[Dataset entries]
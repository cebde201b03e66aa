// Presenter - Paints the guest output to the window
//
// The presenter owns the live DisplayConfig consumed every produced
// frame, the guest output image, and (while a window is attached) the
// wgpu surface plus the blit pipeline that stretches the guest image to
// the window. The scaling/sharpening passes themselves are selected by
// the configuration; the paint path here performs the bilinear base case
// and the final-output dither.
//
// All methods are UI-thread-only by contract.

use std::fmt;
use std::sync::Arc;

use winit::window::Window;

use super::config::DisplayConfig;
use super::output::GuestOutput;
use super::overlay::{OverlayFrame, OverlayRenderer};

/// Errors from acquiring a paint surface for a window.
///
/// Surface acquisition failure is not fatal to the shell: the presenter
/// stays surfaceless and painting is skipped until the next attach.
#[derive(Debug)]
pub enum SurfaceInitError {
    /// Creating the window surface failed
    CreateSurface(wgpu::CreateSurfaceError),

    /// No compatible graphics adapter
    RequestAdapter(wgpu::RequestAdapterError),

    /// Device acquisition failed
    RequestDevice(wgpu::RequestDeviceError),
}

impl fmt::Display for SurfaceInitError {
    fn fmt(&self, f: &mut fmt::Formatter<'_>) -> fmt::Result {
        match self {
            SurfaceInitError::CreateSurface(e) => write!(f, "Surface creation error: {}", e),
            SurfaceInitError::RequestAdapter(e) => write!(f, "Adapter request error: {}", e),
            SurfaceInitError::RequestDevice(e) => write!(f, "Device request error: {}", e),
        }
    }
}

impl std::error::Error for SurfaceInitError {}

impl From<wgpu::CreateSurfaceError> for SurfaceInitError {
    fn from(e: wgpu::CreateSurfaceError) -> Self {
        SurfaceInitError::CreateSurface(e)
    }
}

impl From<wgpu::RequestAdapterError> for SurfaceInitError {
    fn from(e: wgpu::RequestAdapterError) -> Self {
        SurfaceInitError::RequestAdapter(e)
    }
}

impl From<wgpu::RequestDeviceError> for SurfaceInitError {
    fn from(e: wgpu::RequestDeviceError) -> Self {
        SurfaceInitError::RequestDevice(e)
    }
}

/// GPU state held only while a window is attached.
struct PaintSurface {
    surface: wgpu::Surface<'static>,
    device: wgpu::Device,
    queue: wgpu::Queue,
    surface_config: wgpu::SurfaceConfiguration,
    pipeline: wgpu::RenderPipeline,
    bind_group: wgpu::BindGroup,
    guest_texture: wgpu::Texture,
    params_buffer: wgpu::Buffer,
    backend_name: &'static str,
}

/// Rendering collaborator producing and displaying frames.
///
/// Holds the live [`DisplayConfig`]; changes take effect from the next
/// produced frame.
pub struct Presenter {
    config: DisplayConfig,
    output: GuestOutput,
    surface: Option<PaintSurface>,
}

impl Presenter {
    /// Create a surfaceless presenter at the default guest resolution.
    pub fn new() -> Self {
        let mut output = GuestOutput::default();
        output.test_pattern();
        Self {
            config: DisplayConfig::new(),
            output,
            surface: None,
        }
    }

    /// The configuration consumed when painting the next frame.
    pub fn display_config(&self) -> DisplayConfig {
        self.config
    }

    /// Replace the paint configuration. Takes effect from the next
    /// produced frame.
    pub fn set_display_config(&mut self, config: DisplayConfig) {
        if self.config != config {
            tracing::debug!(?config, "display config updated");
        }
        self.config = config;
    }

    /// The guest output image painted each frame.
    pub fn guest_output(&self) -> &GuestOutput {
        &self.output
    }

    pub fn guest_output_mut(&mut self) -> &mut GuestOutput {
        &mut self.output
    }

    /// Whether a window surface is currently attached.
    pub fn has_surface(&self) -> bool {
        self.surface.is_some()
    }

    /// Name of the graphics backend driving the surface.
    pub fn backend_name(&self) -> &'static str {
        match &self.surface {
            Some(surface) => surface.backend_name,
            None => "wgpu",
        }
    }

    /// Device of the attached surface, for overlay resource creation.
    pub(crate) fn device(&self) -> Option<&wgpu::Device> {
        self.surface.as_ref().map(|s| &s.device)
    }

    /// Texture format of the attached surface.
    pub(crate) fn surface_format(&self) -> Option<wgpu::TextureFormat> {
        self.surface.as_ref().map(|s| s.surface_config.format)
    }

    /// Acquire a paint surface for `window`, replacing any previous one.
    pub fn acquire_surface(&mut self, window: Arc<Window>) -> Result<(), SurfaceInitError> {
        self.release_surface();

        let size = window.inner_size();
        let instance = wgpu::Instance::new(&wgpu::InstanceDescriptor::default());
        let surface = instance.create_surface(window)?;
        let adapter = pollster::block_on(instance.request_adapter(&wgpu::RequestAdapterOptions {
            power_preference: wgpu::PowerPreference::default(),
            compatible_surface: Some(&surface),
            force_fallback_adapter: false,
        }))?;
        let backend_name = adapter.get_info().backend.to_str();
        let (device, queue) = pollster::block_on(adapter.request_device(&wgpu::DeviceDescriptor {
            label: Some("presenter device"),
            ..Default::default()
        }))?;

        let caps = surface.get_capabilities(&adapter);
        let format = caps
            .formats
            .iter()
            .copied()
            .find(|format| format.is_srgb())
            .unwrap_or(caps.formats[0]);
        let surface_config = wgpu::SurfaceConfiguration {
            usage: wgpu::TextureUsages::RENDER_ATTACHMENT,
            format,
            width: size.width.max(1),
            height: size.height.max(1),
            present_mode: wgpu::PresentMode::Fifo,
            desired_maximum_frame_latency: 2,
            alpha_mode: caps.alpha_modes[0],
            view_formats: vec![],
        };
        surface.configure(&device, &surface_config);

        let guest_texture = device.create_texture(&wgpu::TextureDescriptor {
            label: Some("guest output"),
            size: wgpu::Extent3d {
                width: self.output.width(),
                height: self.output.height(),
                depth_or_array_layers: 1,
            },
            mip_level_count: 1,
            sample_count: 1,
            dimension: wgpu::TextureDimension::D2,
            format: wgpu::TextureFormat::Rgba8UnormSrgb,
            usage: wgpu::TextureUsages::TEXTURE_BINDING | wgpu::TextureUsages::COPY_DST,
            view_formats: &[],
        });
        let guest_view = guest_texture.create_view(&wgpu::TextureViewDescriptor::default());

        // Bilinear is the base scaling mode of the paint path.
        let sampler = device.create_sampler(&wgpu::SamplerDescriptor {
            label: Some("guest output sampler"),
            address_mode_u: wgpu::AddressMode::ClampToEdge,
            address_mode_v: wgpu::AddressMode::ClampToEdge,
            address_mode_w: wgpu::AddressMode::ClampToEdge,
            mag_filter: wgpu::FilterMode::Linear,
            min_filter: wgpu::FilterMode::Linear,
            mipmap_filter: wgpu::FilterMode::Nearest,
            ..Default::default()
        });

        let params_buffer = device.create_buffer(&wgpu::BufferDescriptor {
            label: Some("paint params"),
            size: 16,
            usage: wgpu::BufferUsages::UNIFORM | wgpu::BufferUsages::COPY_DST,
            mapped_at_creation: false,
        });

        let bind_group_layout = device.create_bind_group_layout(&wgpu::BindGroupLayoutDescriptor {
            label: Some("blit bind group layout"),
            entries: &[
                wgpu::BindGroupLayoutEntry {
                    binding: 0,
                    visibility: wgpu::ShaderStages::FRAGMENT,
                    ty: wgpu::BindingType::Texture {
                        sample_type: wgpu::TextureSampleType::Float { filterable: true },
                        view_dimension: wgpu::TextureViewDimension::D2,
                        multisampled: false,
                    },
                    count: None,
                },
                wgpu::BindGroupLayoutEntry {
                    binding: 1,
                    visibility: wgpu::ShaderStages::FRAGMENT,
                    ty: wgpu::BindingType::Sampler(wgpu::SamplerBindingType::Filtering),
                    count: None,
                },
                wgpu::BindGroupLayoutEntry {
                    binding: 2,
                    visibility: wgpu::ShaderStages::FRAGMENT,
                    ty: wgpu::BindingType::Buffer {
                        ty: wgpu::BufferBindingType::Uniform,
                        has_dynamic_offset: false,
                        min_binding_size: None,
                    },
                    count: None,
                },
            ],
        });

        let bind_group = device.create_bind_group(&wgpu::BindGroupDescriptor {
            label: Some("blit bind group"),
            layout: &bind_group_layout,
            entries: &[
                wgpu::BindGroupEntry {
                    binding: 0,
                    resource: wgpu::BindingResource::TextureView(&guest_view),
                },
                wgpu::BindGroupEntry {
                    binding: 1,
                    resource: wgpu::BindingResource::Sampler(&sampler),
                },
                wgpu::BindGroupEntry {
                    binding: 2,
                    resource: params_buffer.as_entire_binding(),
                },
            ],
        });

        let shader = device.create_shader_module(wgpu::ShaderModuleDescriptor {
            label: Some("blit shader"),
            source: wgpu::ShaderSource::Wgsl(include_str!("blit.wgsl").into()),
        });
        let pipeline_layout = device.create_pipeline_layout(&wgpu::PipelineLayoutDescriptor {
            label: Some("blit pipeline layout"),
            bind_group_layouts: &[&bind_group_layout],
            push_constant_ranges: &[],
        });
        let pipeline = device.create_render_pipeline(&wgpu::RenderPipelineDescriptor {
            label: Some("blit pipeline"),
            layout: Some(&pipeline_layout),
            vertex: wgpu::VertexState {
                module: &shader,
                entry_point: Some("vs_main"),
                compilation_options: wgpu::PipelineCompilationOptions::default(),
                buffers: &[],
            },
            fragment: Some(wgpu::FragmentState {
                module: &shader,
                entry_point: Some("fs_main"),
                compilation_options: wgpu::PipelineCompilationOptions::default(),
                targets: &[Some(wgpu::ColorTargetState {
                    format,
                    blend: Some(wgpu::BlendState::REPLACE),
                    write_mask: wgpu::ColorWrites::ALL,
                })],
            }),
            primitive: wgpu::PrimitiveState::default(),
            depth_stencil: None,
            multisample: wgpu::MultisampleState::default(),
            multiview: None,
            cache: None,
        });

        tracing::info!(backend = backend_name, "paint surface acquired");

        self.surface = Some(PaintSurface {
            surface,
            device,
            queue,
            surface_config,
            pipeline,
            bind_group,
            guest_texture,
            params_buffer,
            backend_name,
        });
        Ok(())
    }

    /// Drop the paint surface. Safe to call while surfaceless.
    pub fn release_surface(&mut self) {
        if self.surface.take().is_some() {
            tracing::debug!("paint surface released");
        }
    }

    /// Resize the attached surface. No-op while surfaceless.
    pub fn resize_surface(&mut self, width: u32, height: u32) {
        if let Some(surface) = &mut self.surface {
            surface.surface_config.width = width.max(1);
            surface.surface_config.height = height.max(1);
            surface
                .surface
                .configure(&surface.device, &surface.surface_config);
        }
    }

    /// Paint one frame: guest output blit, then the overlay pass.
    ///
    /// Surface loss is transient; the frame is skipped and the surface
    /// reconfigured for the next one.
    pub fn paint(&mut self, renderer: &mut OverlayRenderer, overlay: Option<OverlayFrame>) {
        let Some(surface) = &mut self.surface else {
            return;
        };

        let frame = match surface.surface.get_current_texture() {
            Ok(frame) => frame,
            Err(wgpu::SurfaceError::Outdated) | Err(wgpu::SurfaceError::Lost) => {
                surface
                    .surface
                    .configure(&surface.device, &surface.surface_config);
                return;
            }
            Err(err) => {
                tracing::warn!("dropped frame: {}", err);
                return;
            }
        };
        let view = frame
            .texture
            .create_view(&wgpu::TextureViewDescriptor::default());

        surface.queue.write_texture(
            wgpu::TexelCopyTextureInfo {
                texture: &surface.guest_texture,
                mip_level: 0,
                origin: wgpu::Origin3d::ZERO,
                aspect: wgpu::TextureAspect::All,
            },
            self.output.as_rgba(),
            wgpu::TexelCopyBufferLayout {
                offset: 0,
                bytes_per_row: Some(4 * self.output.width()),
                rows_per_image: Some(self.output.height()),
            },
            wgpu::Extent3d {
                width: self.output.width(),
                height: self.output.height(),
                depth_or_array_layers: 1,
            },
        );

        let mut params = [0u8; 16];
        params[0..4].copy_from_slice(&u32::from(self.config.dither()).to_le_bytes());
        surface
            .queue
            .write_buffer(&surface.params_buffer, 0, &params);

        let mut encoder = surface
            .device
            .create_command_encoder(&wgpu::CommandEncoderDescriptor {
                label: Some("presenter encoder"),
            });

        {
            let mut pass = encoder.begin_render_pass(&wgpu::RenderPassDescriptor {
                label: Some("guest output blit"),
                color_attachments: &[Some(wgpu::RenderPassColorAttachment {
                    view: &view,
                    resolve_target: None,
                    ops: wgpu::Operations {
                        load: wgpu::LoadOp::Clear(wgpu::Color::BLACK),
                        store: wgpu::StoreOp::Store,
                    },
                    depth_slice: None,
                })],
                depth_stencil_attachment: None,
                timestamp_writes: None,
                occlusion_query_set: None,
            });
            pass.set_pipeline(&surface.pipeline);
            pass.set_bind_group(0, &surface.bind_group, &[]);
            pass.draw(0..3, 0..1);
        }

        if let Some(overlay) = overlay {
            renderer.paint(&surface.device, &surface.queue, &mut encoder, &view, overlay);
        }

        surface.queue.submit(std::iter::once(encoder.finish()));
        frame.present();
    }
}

What you need to do =
Repeat word for word every line from the start of the entries to the line holding "Device acquisition failed", inclusive, and nothing else.

Output for this task =
repository cebde201b03e66aa
// Presenter - Paints the guest output to the window
//
// The presenter owns the live DisplayConfig consumed every produced
// frame, the guest output image, and (while a window is attached) the
// wgpu surface plus the blit pipeline that stretches the guest image to
// the window. The scaling/sharpening passes themselves are selected by
// the configuration; the paint path here performs the bilinear base case
// and the final-output dither.
//
// All methods are UI-thread-only by contract.

use std::fmt;
use std::sync::Arc;

use winit::window::Window;

use super::config::DisplayConfig;
use super::output::GuestOutput;
use super::overlay::{OverlayFrame, OverlayRenderer};

/// Errors from acquiring a paint surface for a window.
///
/// Surface acquisition failure is not fatal to the shell: the presenter
/// stays surfaceless and painting is skipped until the next attach.
#[derive(Debug)]
pub enum SurfaceInitError {
    /// Creating the window surface failed
    CreateSurface(wgpu::CreateSurfaceError),

    /// No compatible graphics adapter
    RequestAdapter(wgpu::RequestAdapterError),

    /// Device acquisition failed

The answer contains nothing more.